Sunday dawned as it usually does, with Flash prompting me to
get out of bed 20-30 minutes earlier than I do on a workday. Kath took care of his morning desires, rising
with the sun to feed and let him outside.
I awoke again an hour or so later, finding my wife reading on the sofa
and the dog sound asleep after his pre-dawn rituals.
We love our Sunday mornings.
We’ll watch a couple of movies or catch up on a Netflix series before
going about our chores. When the work is completed, we will settle down on the
back deck and listen to the Tiger game at 1 pm when they’re home, which they
were today. With the lawn freshly cut
and my wife’s gardens lush with glistening foliage, we no longer need a
television. The drinks are ice-cold and
a lot cheaper than they were at the ballpark.
When you have a good imagination, you have a front row seat for every game.
Yet, it was impossible to avoid looking at the garden in the
back of the yard. We had transplanted a
hosta that was over Flash’s final resting place, moving it to a spot under a
tree that we hope to place signage over, a little tribute for our departed
pooch, in recognition. But in the
garden were so many memories.
I remembered Brooklyn, a 40-pound Shepherd/Beagle mix, the
first dog that was truly MINE. My
brother had found he couldn’t keep him in an apartment he was moving into and
brought him to my parents, hoping they could find a place for him. They found a place. It was under my feet.
I knew the dog before I knew the girl, and practically
begged Kathy when I proposed, that, if you take me, you take Brookie. She agreed.
She’d never had a dog she considered hers, but Brooklyn would jump into
my arms if I patted my knees, slamming his rear into my chest as I caught him
around the trunk. He didn’t even snarl
when Lucy would grab his ear to help herself stand. He moved to a new house and even stood up to
ANOTHER baby, before his end came.
It was Christmas Eve morning, a joyous time. The house was decorated for celebration, a
yearly treat that Kath has kept up to this day.
But on this glorious Eve, Brooklyn slipped going down the icy, concrete
back steps and hurt his leg. After watching
him stumble around on three legs for about an hour, I called my wife at work
and told her I had to take him to the vet. With the kids at their Grandparent’s house, I
took the first available appointment. The
news was not good.
The vet explained that he had blown out his knee (or what
passes for a knee with dogs), and that surgery would cost $1100. Even after that, he would need injections for
pain and after he said THAT, I told him no.

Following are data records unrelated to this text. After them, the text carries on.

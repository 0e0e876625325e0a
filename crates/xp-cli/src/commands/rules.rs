//! Rules command: list the registered extraction rules.

use std::io::Write;

use anyhow::Result;
use xp_core::Registry;

pub fn run<W: Write>(writer: &mut W, registry: &Registry) -> Result<()> {
    for rule in registry.iter() {
        writeln!(
            writer,
            "{:<10} {:<14} {}",
            rule.name,
            rule.file_name(),
            rule.columns.join(",")
        )?;
    }
    Ok(())
}
//! Dotted query patterns for selecting events by hierarchical name.
//!
//! A pattern such as `task.(hit|miss).*` is split on `.` and compared segment
//! by segment against an event name:
//!
//! - `*` matches any single segment
//! - `(a|b|c)` matches any of the listed literals
//! - anything else must match exactly
//!
//! Matching is prefix-based: an event name may have more segments than the
//! pattern, but never fewer.
//!
//! Empty segments (`task..hit`, a leading or trailing `.`) are a parse error,
//! not an empty literal.

use std::fmt;
use std::str::FromStr;

use thiserror::Error;

use crate::event::Event;

/// Errors produced while parsing a pattern.
#[derive(Debug, Error, Clone, PartialEq, Eq)]
pub enum PatternError {
    /// The pattern string was empty.
    #[error("pattern cannot be empty")]
    Empty,
    /// A segment between two dots was empty.
    #[error("empty segment at position {position} in pattern '{pattern}'")]
    EmptySegment { pattern: String, position: usize },
    /// An alternation segment was not enclosed in a single pair of parentheses.
    #[error("unbalanced parentheses in segment '{segment}'")]
    Unbalanced { segment: String },
    /// An alternation contained an empty option, e.g. `(a||b)`.
    #[error("empty option in alternation '{segment}'")]
    EmptyOption { segment: String },
}

/// One position in a dotted pattern.
#[derive(Debug, Clone, PartialEq, Eq)]
pub enum Segment {
    /// `*`
    Any,
    /// `(a|b|c)`
    OneOf(Vec<String>),
    /// Exact text.
    Literal(String),
}

impl Segment {
    fn parse(raw: &str) -> Result<Self, PatternError> {
        if raw == "*" {
            return Ok(Self::Any);
        }

        let opens = raw.matches('(').count();
        let closes = raw.matches(')').count();
        if opens == 0 && closes == 0 {
            return Ok(Self::Literal(raw.to_string()));
        }

        let inner = raw
            .strip_prefix('(')
            .and_then(|s| s.strip_suffix(')'))
            .filter(|_| opens == 1 && closes == 1)
            .ok_or_else(|| PatternError::Unbalanced {
                segment: raw.to_string(),
            })?;

        let options: Vec<String> = inner.split('|').map(str::to_string).collect();
        if options.iter().any(String::is_empty) {
            return Err(PatternError::EmptyOption {
                segment: raw.to_string(),
            });
        }
        Ok(Self::OneOf(options))
    }

    /// Returns true if this segment accepts the given name segment.
    pub fn matches(&self, segment: &str) -> bool {
        match self {
            Self::Any => true,
            Self::OneOf(options) => options.iter().any(|o| o == segment),
            Self::Literal(literal) => literal == segment,
        }
    }
}

impl fmt::Display for Segment {
    fn fmt(&self, f: &mut fmt::Formatter<'_>) -> fmt::Result {
        match self {
            Self::Any => f.write_str("*"),
            Self::OneOf(options) => write!(f, "({})", options.join("|")),
            Self::Literal(literal) => f.write_str(literal),
        }
    }
}

/// A parsed dotted query pattern.
#[derive(Debug, Clone, PartialEq, Eq)]
pub struct Pattern {
    segments: Vec<Segment>,
}

impl Pattern {
    /// Parses a dotted pattern string.
    pub fn parse(pattern: &str) -> Result<Self, PatternError> {
        if pattern.is_empty() {
            return Err(PatternError::Empty);
        }

        let segments = pattern
            .split('.')
            .enumerate()
            .map(|(position, raw)| {
                if raw.is_empty() {
                    Err(PatternError::EmptySegment {
                        pattern: pattern.to_string(),
                        position,
                    })
                } else {
                    Segment::parse(raw)
                }
            })
            .collect::<Result<Vec<_>, _>>()?;

        Ok(Self { segments })
    }

    /// The parsed segments, in order.
    pub fn segments(&self) -> &[Segment] {
        &self.segments
    }

    /// Returns true if `name` has at least as many segments as the pattern and
    /// every pattern segment matches its positional counterpart.
    pub fn matches(&self, name: &str) -> bool {
        let mut parts = name.split('.');
        self.segments
            .iter()
            .all(|segment| parts.next().is_some_and(|part| segment.matches(part)))
    }

    /// Selects the events whose names match, preserving input order.
    ///
    /// Accepts any sequence of event references, so the result of one query can
    /// be narrowed further by another.
    pub fn filter<'a, I>(&self, events: I) -> Vec<&'a Event>
    where
        I: IntoIterator<Item = &'a Event>,
    {
        events
            .into_iter()
            .filter(|event| self.matches(&event.name))
            .collect()
    }
}

impl FromStr for Pattern {
    type Err = PatternError;

    fn from_str(s: &str) -> Result<Self, Self::Err> {
        Self::parse(s)
    }
}

impl fmt::Display for Pattern {
    fn fmt(&self, f: &mut fmt::Formatter<'_>) -> fmt::Result {
        for (i, segment) in self.segments.iter().enumerate() {
            if i > 0 {
                f.write_str(".")?;
            }
            write!(f, "{segment}")?;
        }
        Ok(())
    }
}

I wouldn’t put my friend through that.
The prognosis was pain, more on than off.
When the portal was placed in his leg and
Brooklyn was returned to the exam room, Brookie hugged the wall. He didn’t like what had been done to him and
he blamed me. Hell, I blamed myself. I held him in my arms as the doctor put the
poison in the portal and watched him go.
The vet put his hand on my back and said, “He’s at rest.” And he was.
I carried him to my car and came back and paid the bill.
When I got back home, I dug into the frozen earth at the
back of my property, crying like a child.
There were men standing on the roof next door, doing an emergency patch
job. As my crying became louder, they
stopped working. They removed their
hats, oddly. I buried Brooklyn Dodger in
his favorite blanket and moved on to celebrate the worst Christmas ever at my
parent’s house. We told the children on the 26th.
Dean came along two years later. He ran in for dinner when you sang,
“Everybody Loves Somebody”, the song his namesake had made famous. He was not a bright animal. Sweet as hell, but lacking in grey
matter. But what can you do when you
send a dog to Obedience School and they get a C-minus? At about the age of two, he slipped from the
confines of the yard and lost a density contest with a black SUV on Packard
Road. A couple of animal lovers brought
him back to me and I took him to an emergency vet, who told me it would cost $800
for Dean to live through the night, that the dental surgery would be a lot more
and, since the impact was to his head, they didn’t know if he would EVER be
right again. I held Dean as he was
released from his pain. He took up the
left side of the garden.
As I listened today to Dan Dickerson and Jim Price sharing
catch phrases and late season hyperbole, I remembered when ‘T-Rex’, not yet
‘Flash’, came to our house for the first time.
I didn’t want him in my house and I didn’t like him. But he was here, and he would remain here for
the rest of his life. To remain in baseball parlance, I suppose it was
something like being the manager of the Yankees, hearing of a new free agent
signing. I don’t like this guy, but
EVERYBODY else does, so we’re going to have to get along.